Please see the repository overview as well as the task description before reading this report. The theoretical details of the utilized algorithms can be found in the repository overview.
In this task there are 12 crawler agents who's goal is to reach a static location in the environment as fast as possible (i.e. minimize falling and maximize for speed).
The solutions discussed in this report rely on the PPO algorithm. All 12 algorithms share the same PPO brain (actor-critic and optimizer) and the same shared trajectory buffer. During training, agents may perform batch learning by sampling from the shared replay buffer. After a small number of learning epochs, the experience samples are discarded.

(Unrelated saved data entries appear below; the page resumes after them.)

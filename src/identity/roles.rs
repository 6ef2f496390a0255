// SPDX-License-Identifier: AGPL-3.0-or-later
//
// Copyright (C) 2026 Relational Network

//! Marketplace trading roles.

use serde::{Deserialize, Serialize};

use crate::models::normalize_tag;

/// Trading role chosen once, after registration.
///
/// ## Roles
///
/// - `Buyer` - Browses listings, places orders, funds purchases
/// - `Seller` - Lists commodities, fulfils orders, receives payouts
///
/// There is no role-switch operation; a user without a role is still in
/// onboarding and is represented as `Option<Role>::None`.
#[derive(Debug, Clone, Copy, PartialEq, Eq, Hash, Serialize, Deserialize)]
#[serde(rename_all = "lowercase")]
pub enum Role {
    /// Purchases commodities
    Buyer,
    /// Lists and sells commodities
    Seller,
}

impl Role {
    /// Parse role from a wire tag (case-insensitive).
    pub fn from_str(s: &str) -> Option<Role> {
        match normalize_tag(s).as_str() {
            "buyer" => Some(Role::Buyer),
            "seller" => Some(Role::Seller),
            _ => None,
        }
    }

    /// Variant name as the backend spells it.
    pub fn wire_tag(&self) -> &'static str {
        match self {
            Role::Buyer => "buyer",
            Role::Seller => "seller",
        }
    }
}

impl std::fmt::Display for Role {
    fn fmt(&self, f: &mut std::fmt::Formatter<'_>) -> std::fmt::Result {
        match self {
            Role::Buyer => write!(f, "buyer"),
            Role::Seller => write!(f, "seller"),
        }
    }
}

The actor-critic architecture has the following form:
(actor): MLP(
(mlp_layers): Sequential(
(0): BatchNorm1d(129, eps=1e-05, momentum=0.1, affine=True, track_running_stats=True)
(1): Linear(in_features=129, out_features=128, bias=True)

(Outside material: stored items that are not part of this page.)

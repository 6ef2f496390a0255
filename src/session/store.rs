// SPDX-License-Identifier: AGPL-3.0-or-later
//
// Copyright (C) 2026 Relational Network

//! # Session Store
//!
//! The one owner of the in-memory session. Views hold an
//! `Arc<SessionStore>` and go through its methods for every change; nothing
//! else mutates the user or wallet.
//!
//! ## Mutation policies
//!
//! - **Strict** (registration, role, KYC documents and submission, funds,
//!   transfers): remote failure is returned verbatim and local state is
//!   left alone.
//! - **Best effort** (KYC status, profile fields, profile picture): remote
//!   failure is logged, the change is applied locally anyway, and a
//!   [`PendingReconciliation`] marker is kept until the next successful
//!   [`SessionStore::refresh_user`].
//!
//! ## Stale responses
//!
//! `connect` and `disconnect` start a new epoch. Every call remembers the
//! epoch it started in and drops its result if the epoch moved on while it
//! was waiting on the network.

use std::future::Future;
use std::sync::Arc;

use chrono::Utc;
use tokio::sync::{watch, OnceCell, RwLock};
use tracing::{debug, info, warn};
use uuid::Uuid;

use super::navigation::{NavigationCooldown, Navigator, Route};
use super::state::{
    InitProgress, PendingReconciliation, ReconciliationField, SessionPhase, SessionSnapshot,
    SessionState,
};
use crate::config::SessionConfig;
use crate::error::SessionError;
use crate::identity::{IdentityBridge, LedgerService, Role, UserService};
use crate::models::{
    AuthMethod, Currency, KycDocument, KycDocumentUpload, KycStatus, PrincipalId, ProfileUpdate,
    RegistrationProfile, RoleProfileExtras, Transaction, User, Wallet,
};
use crate::wire;

/// Session context object. Create one per application instance.
pub struct SessionStore {
    bridge: Arc<dyn IdentityBridge>,
    navigator: Arc<dyn Navigator>,
    config: SessionConfig,
    state: RwLock<SessionState>,
    phase: watch::Sender<SessionPhase>,
    init: OnceCell<()>,
    role_navigation: NavigationCooldown,
}
// SPDX-License-Identifier: AGPL-3.0-or-later
//
// Copyright (C) 2026 Relational Network

//! TradeHub Session - Identity & Wallet Session Layer
//!
//! This crate owns the client-side session of the TradeHub commodities
//! marketplace: delegated login through NFID or Internet Identity, the
//! buyer/seller onboarding flow, and the cached profile and wallet.
//!
//! ## Modules
//!
//! - `config` - Environment-driven session settings
//! - `error` - Errors surfaced to views
//! - `identity` - Identity bridge and remote service contracts
//! - `logging` - Tracing subscriber setup
//! - `models` - Flat profile, wallet and KYC records
//! - `session` - Session store, navigation and role guards
//! - `wire` - Decoding of the services' wire records

pub mod config;
pub mod error;
pub mod identity;
pub mod logging;
pub mod models;
pub mod session;
pub mod wire;

pub use config::SessionConfig;
pub use error::SessionError;
pub use session::{NavigationGuard, Route, SessionPhase, SessionStore};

(2): BatchNorm1d(128, eps=1e-05, momentum=0.1, affine=True, track_running_stats=True)
(3): LeakyReLU(negative_slope=True)
(4): Linear(in_features=128, out_features=128, bias=True)

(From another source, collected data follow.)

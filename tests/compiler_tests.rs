// tests/compiler_tests.rs

use chrono::{TimeZone, Utc};
use mongoq::ast::{BinOp, Expr};
use mongoq::compiler::{CompileError, Compiler, Context};
use mongoq::output::to_json_value;
use mongoq::{Error, QueryValue, TranslateOptions, Translator, translate};
use serde_json::{Value, json};

fn query(expr: &str) -> Value {
    let doc = translate(expr).unwrap_or_else(|e| panic!("{}: {}", expr, e));
    to_json_value(&doc)
}

fn compile_error(expr: &str) -> CompileError {
    match translate(expr) {
        Err(Error::Compile(e)) => e,
        other => panic!("Expected compile error for {}, got {:?}", expr, other),
    }
}

// ============================================================================
// Comparisons
// ============================================================================

#[test]
fn test_multi_and() {
    assert_eq!(
        query("age>10 && height<5 && width==4"),
        json!({"age": {"$gt": 10}, "height": {"$lt": 5}, "width": 4})
    );
}

#[test]
fn test_int_float_bool() {
    assert_eq!(
        query("age>10 && height<5.1 && dead==true"),
        json!({"age": {"$gt": 10}, "height": {"$lt": 5.1}, "dead": true})
    );
}

#[test]
fn test_quoted_bool_stays_string() {
    assert_eq!(
        query(r#"dead==TRUE && alive=="false""#),
        json!({"alive": "false", "dead": true})
    );
}

#[test]
fn test_not_equal() {
    assert_eq!(
        query(r#"name != "Bob" && age > 18"#),
        json!({"age": {"$gt": 18}, "name": {"$ne": "Bob"}})
    );
}

#[test]
fn test_ordering_operators() {
    assert_eq!(
        query("a < 1 && b <= 2 && c > 3 && d >= 4"),
        json!({"a": {"$lt": 1}, "b": {"$lte": 2}, "c": {"$gt": 3}, "d": {"$gte": 4}})
    );
}

#[test]
fn test_negative_number() {
    assert_eq!(query("temp > -5"), json!({"temp": {"$gt": -5}}));
}

#[test]
fn test_unquoted_value() {
    assert_eq!(query("name == Alice"), json!({"name": "Alice"}));
}

#[test]
fn test_quoted_field_path() {
    assert_eq!(
        query(r#""data.accelerometer_3313.0.x_value_5702">5"#),
        json!({"data.accelerometer_3313.0.x_value_5702": {"$gt": 5}})
    );
}

#[test]
fn test_nested_paths() {
    for (expr, key) in [
        (r#"level1 == "Alice""#, "level1"),
        (r#"level1.level2 == "Alice""#, "level1.level2"),
        (r#"level1.level2.level3 == "Alice""#, "level1.level2.level3"),
        (r#"level1.level2.level3.level4 == "Alice""#, "level1.level2.level3.level4"),
    ] {
        assert_eq!(query(expr), json!({ key: "Alice" }), "Failed for {}", expr);
    }
}

#[test]
fn test_ordering_rejects_strings() {
    let err = compile_error(r#"person.age >= "test""#);
    assert!(matches!(
        err,
        CompileError::InvalidRightOperand {
            operator: BinOp::GreaterEqual,
            ..
        }
    ));
    assert!(err.to_string().contains("'>='"));

    let err = compile_error(r#"age > "ten""#);
    assert_eq!(err.subject().as_deref(), Some(">"));
}

#[test]
fn test_left_operand_must_be_a_field() {
    let err = compile_error("exists(a) == 1");
    assert!(matches!(err, CompileError::InvalidLeftOperand { operator: BinOp::Equal, .. }));
}

#[test]
fn test_float_out_of_range() {
    let err = compile_error("x == 1e999");
    assert!(matches!(err, CompileError::InvalidLiteral(_)));
}

#[test]
fn test_deep_nesting_is_a_syntax_error() {
    let text = format!("{}a == 1{}", "(".repeat(5_000), ")".repeat(5_000));
    assert!(translate(&text).unwrap_err().is_syntax());
}

#[test]
fn test_integer_out_of_range() {
    let err = compile_error("age > 99999999999999999999");
    assert!(matches!(err, CompileError::InvalidLiteral(_)));
}

// ============================================================================
// Logical connectives
// ============================================================================

#[test]
fn test_parens() {
    assert_eq!(
        query(r#"person.age >= 18 && (person.name == "Alice" || name == "Bob")"#),
        json!({
            "$or": [{"person.name": "Alice"}, {"name": "Bob"}],
            "person.age": {"$gte": 18}
        })
    );
}

#[test]
fn test_multi_or_is_flattened() {
    assert_eq!(
        query("age>10 || height<5 || width==4"),
        json!({"$or": [
            {"age": {"$gt": 10}},
            {"height": {"$lt": 5}},
            {"width": 4}
        ]})
    );
}

#[test]
fn test_grouped_or_is_not_absorbed() {
    assert_eq!(
        query("a == 1 || (b == 2 || c == 3)"),
        json!({"$or": [{"a": 1}, {"$or": [{"b": 2}, {"c": 3}]}]})
    );
}

#[test]
fn test_repeated_key_falls_back_to_and() {
    assert_eq!(
        query("age > 10 && age < 20"),
        json!({"$and": [{"age": {"$gt": 10}}, {"age": {"$lt": 20}}]})
    );
}

#[test]
fn test_word_connectives() {
    assert_eq!(
        query(r#"age > 10 and name == "x" OR deleted"#),
        json!({"$or": [
            {"age": {"$gt": 10}, "name": "x"},
            {"deleted": {"$exists": true}}
        ]})
    );
}

#[test]
fn test_and_requires_documents() {
    let err = compile_error(r#"a && ("b")"#);
    assert!(matches!(err, CompileError::UnsupportedUse { operator: BinOp::And, .. }));
}

// ============================================================================
// Existence
// ============================================================================

#[test]
fn test_exists() {
    assert_eq!(query("name"), json!({"name": {"$exists": true}}));
    assert_eq!(query(r#""name""#), json!({"name": {"$exists": true}}));
    assert_eq!(query("person.age"), json!({"person.age": {"$exists": true}}));
}

#[test]
fn test_not_exists() {
    assert_eq!(query("!name"), json!({"name": {"$exists": false}}));
    assert_eq!(query("!person.age"), json!({"person.age": {"$exists": false}}));
}

#[test]
fn test_exists_and() {
    assert_eq!(
        query("name && age > 10"),
        json!({"age": {"$gt": 10}, "name": {"$exists": true}})
    );
}

#[test]
fn test_exists_inside_group() {
    assert_eq!(
        query("age > 10 && (name || !desc)"),
        json!({
            "$or": [{"name": {"$exists": true}}, {"desc": {"$exists": false}}],
            "age": {"$gt": 10}
        })
    );
}

#[test]
fn test_negated_group() {
    assert_eq!(query("!(a == 1)"), json!({"$not": {"a": 1}}));
    assert_eq!(query("!!name"), json!({"$not": {"name": {"$exists": false}}}));
}

// ============================================================================
// Membership
// ============================================================================

#[test]
fn test_in() {
    assert_eq!(
        query(r#"name == ("Alice"| "Bob")"#),
        json!({"name": {"$in": ["Alice", "Bob"]}})
    );
    assert_eq!(
        query(r#"name == ("Alice" | "Bob" | "Charlie" | "Maya")"#),
        json!({"name": {"$in": ["Alice", "Bob", "Charlie", "Maya"]}})
    );
}

#[test]
fn test_nin() {
    assert_eq!(
        query(r#"name != ("Alice" | "Bob")"#),
        json!({"name": {"$nin": ["Alice", "Bob"]}})
    );
    assert_eq!(
        query(r#"name != ("Alice" | "Bob" | "Charlie")"#),
        json!({"name": {"$nin": ["Alice", "Bob", "Charlie"]}})
    );
}

#[test]
fn test_nested_groups_keep_membership_context() {
    assert_eq!(
        query(r#"x == (("A" | "B"))"#),
        json!({"x": {"$in": ["A", "B"]}})
    );
}

#[test]
fn test_all() {
    assert_eq!(
        query(r#"name == ("Alice" & "Bob" & "Charlie")"#),
        json!({"name": {"$all": ["Alice", "Bob", "Charlie"]}})
    );
}

#[test]
fn test_single_value_group() {
    assert_eq!(
        query(r#"id==("64d7b3661b467d611d5f1401")"#),
        json!({"id": {"$oid": "64d7b3661b467d611d5f1401"}})
    );
}

#[test]
fn test_membership_with_ordering_is_rejected() {
    let err = compile_error(r#"name > ("Alice" | "Bob" | "Charlie")"#);
    assert!(matches!(
        err,
        CompileError::InvalidRightOperand {
            operator: BinOp::GreaterThan,
            found: "document"
        }
    ));
}

#[test]
fn test_mixed_membership_is_rejected() {
    let err = compile_error(r#"name == ("Alice" | "Bob" & "Charlie")"#);
    assert!(matches!(err, CompileError::UnsupportedUse { operator: BinOp::AllOf, .. }));
    assert!(err.to_string().starts_with("unsupported use of '&'"));
}

#[test]
fn test_all_of_under_inequality_is_rejected() {
    let err = compile_error(r#"name != ("Alice" & "Bob")"#);
    assert!(matches!(err, CompileError::UnsupportedUse { operator: BinOp::AllOf, .. }));
}

#[test]
fn test_or_of_all_lists() {
    let expr = [
        r#"tagArray==("customer:ARAMARK" & "_manufacturer:Chevrolet")"#,
        r#"tagArray==("customer:ARAMARK" & "_manufacturer:GMC")"#,
        r#"tagArray==("customer:ARAMARK" & "_manufacturer:Buick")"#,
        r#"tagArray==("customer:ARAMARK" & "_manufacturer:Cadillac")"#,
    ]
    .join(" || ");

    assert_eq!(
        query(&expr),
        json!({"$or": [
            {"tagArray": {"$all": ["customer:ARAMARK", "_manufacturer:Chevrolet"]}},
            {"tagArray": {"$all": ["customer:ARAMARK", "_manufacturer:GMC"]}},
            {"tagArray": {"$all": ["customer:ARAMARK", "_manufacturer:Buick"]}},
            {"tagArray": {"$all": ["customer:ARAMARK", "_manufacturer:Cadillac"]}}
        ]})
    );
}

// ============================================================================
// String values
// ============================================================================

#[test]
fn test_object_id() {
    assert_eq!(
        query(r#"_id == "5fc4722ae367f19055977d1f""#),
        json!({"_id": {"$oid": "5fc4722ae367f19055977d1f"}})
    );
}

#[test]
fn test_almost_object_id_stays_string() {
    assert_eq!(
        query(r#"_id == "5fc4722ae367f19055977d1""#),
        json!({"_id": "5fc4722ae367f19055977d1"})
    );
    assert_eq!(
        query(r#"_id == "zzc4722ae367f19055977d1f""#),
        json!({"_id": "zzc4722ae367f19055977d1f"})
    );
}

#[test]
fn test_wildcard_and_slash_patterns() {
    assert_eq!(
        query(r#"name == "Al*ce""#),
        json!({"name": {"$regex": "Al.*ce", "$options": "i"}})
    );
    assert_eq!(
        query(r#"name == "/Al.*ce/""#),
        json!({"name": {"$regex": "Al.*ce", "$options": "i"}})
    );
    assert_eq!(
        query(r#"name == "Alice*""#),
        json!({"name": {"$regex": "Alice.*", "$options": "i"}})
    );
}

#[test]
fn test_single_slash_is_plain_text() {
    assert_eq!(query(r#"path == "/""#), json!({"path": "/"}));
}

#[test]
fn test_string_escapes() {
    assert_eq!(query(r#"quote == "say \"hi\"""#), json!({"quote": "say \"hi\""}));
}

#[test]
fn test_reserved_word_as_field() {
    assert_eq!(query(r#""type" == "Alice""#), json!({"type": "Alice"}));
    assert_eq!(query(r#"type == "Alice""#), json!({"type": "Alice"}));
    assert_eq!(query(r#"meta.type == "x""#), json!({"meta.type": "x"}));
    assert_eq!(query("exists(type)"), json!({"type": {"$exists": true}}));
}

#[test]
fn test_custom_reserved_words() {
    let translator = Translator::with_options(TranslateOptions {
        reserved_words: vec!["type".to_string(), "status".to_string()],
    });

    assert_eq!(
        translator.prepare(r#"status == "status" && meta.status"#),
        r#""status" == "status" && meta.status"#
    );

    let doc = translator.translate("status == active").unwrap();
    assert_eq!(to_json_value(&doc), json!({"status": "active"}));
}

// ============================================================================
// Functions
// ============================================================================

#[test]
fn test_function_calls() {
    assert_eq!(query("exists(name)"), json!({"name": {"$exists": true}}));
    assert_eq!(query("nexists(name.foo)"), json!({"name.foo": {"$exists": false}}));
    assert_eq!(
        query("age > 10 && exists(name.foo)"),
        json!({"age": {"$gt": 10}, "name.foo": {"$exists": true}})
    );
    assert_eq!(
        query(r#"name == regex(".*Alice.*")"#),
        json!({"name": {"$regex": ".*Alice.*", "$options": "i"}})
    );
    assert_eq!(
        query("name == contains(Alice)"),
        json!({"name": {"$regex": ".*Alice.*", "$options": "i"}})
    );
}

#[test]
fn test_dates() {
    assert_eq!(
        query(r#"ts==date("2020-12-01T00:00:00Z")"#),
        json!({"ts": {"$date": "2020-12-01T00:00:00.000Z"}})
    );
    assert_eq!(
        query(r#"ts==date("20201201","20060102")"#),
        json!({"ts": {"$date": "2020-12-01T00:00:00.000Z"}})
    );
}

#[test]
fn test_date_relative_with_fixed_clock() {
    let now = Utc.with_ymd_and_hms(2024, 3, 10, 12, 0, 0).unwrap();
    let translator = Translator::new().with_compiler(Compiler::with_clock(now));

    let doc = translator.translate(r#"updated > dateRelative("-24h")"#).unwrap();
    assert_eq!(
        to_json_value(&doc),
        json!({"updated": {"$gt": {"$date": "2024-03-09T12:00:00.000Z"}}})
    );
}

#[test]
fn test_full_text_search() {
    assert_eq!(
        query("search(bob, willy, joe)"),
        json!({"$text": {"$search": "bob willy joe"}})
    );
    assert_eq!(
        query(r#"search(bob, willy, "-joe")"#),
        json!({"$text": {"$search": "bob willy -joe"}})
    );
}

#[test]
fn test_unknown_function() {
    let err = compile_error("like(name)");
    assert_eq!(err, CompileError::UnknownFunction("like".to_string()));
}

#[test]
fn test_bad_date() {
    let err = compile_error(r#"ts == date("yesterday")"#);
    assert!(matches!(err, CompileError::InvalidArgument { .. }));
    assert_eq!(err.subject().as_deref(), Some("date"));
}

// ============================================================================
// Root
// ============================================================================

#[test]
fn test_root_must_be_document() {
    assert_eq!(
        compile_error("true"),
        CompileError::NotADocument { found: "boolean" }
    );
    assert_eq!(compile_error("42"), CompileError::NotADocument { found: "integer" });
}

#[test]
fn test_syntax_errors_are_reported_as_such() {
    assert!(translate("age >").unwrap_err().is_syntax());
    assert!(!translate(r#"age > "ten""#).unwrap_err().is_syntax());
}

// ============================================================================
// Context
// ============================================================================

#[test]
fn test_identifier_depends_on_context() {
    let compiler = Compiler::new();
    let name = Expr::Identifier("name".to_string());

    let exists = compiler.compile_node(&name, Context::Operator(BinOp::Or)).unwrap();
    assert!(matches!(exists, QueryValue::Document(_)));

    let plain = compiler.compile_node(&name, Context::Operator(BinOp::Equal)).unwrap();
    assert_eq!(plain, QueryValue::from("name"));

    let grouped = compiler.compile_node(&name, Context::Group(None)).unwrap();
    assert_eq!(grouped, QueryValue::from("name"));
}

#[test]
fn test_string_exists_only_under_and() {
    let compiler = Compiler::new();
    let name = Expr::string("name");

    let under_and = compiler.compile_node(&name, Context::Operator(BinOp::And)).unwrap();
    assert!(matches!(under_and, QueryValue::Document(_)));

    let under_or = compiler.compile_node(&name, Context::Operator(BinOp::Or)).unwrap();
    assert_eq!(under_or, QueryValue::from("name"));
}

#[test]
fn test_any_of_chain_returns_list() {
    let compiler = Compiler::new();
    let chain = Expr::binary(BinOp::AnyOf, Expr::string("A"), Expr::string("B"));

    let nested = compiler.compile_node(&chain, Context::Operator(BinOp::AnyOf)).unwrap();
    assert_eq!(nested, QueryValue::List(vec!["A".into(), "B".into()]));

    let negated = compiler.compile_node(&chain, Context::Operator(BinOp::NotEqual)).unwrap();
    let doc = negated.as_document().unwrap();
    assert!(doc.contains_key("$nin"));
}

(5): BatchNorm1d(128, eps=1e-05, momentum=0.1, affine=True, track_running_stats=True)
(6): LeakyReLU(negative_slope=True)
(7): Linear(in_features=128, out_features=20, bias=True)
(8): Tanh()
(critic): MLP(
(mlp_layers): Sequential(
(0): BatchNorm1d(129, eps=1e-05, momentum=0.1, affine=True, track_running_stats=True)
(1): Linear(in_features=129, out_features=128, bias=True)
(2): BatchNorm1d(128, eps=1e-05, momentum=0.1, affine=True, track_running_stats=True)
(3): LeakyReLU(negative_slope=True)
(4): Linear(in_features=128, out_features=128, bias=True)
(5): BatchNorm1d(128, eps=1e-05, momentum=0.1, affine=True, track_running_stats=True)
(6): LeakyReLU(negative_slope=True)
(7): Linear(in_features=128, out_features=1, bias=True)
(8): Tanh()
The model hyper-parameters are given below:
SEED = 8
MAX_T = 2000
EPSILON = 1e-5 # epsilon of Adam
LR = 1e-4 # learning rate of the actor-critic
Below we show the plot of mean episode scores (across all agents) versus episode number.
The environment was solved (mean reward of >=1600) after about 320 episodes. The training time took roughly 1.3 hours.
The PPO algorithm demonstrated good stability and convergence, and was experimentally shown to be rather robust to changes in hyperparameters.
The MAPPO algorithm demonstrated quick convergence on this task, however it's sample efficiency leaves much to be desired. In order to increase the sample efficiency, memory replay methods such as Hindsight Experience Replay (HER) can be implemented, which better help the agent learn from sparse rewards.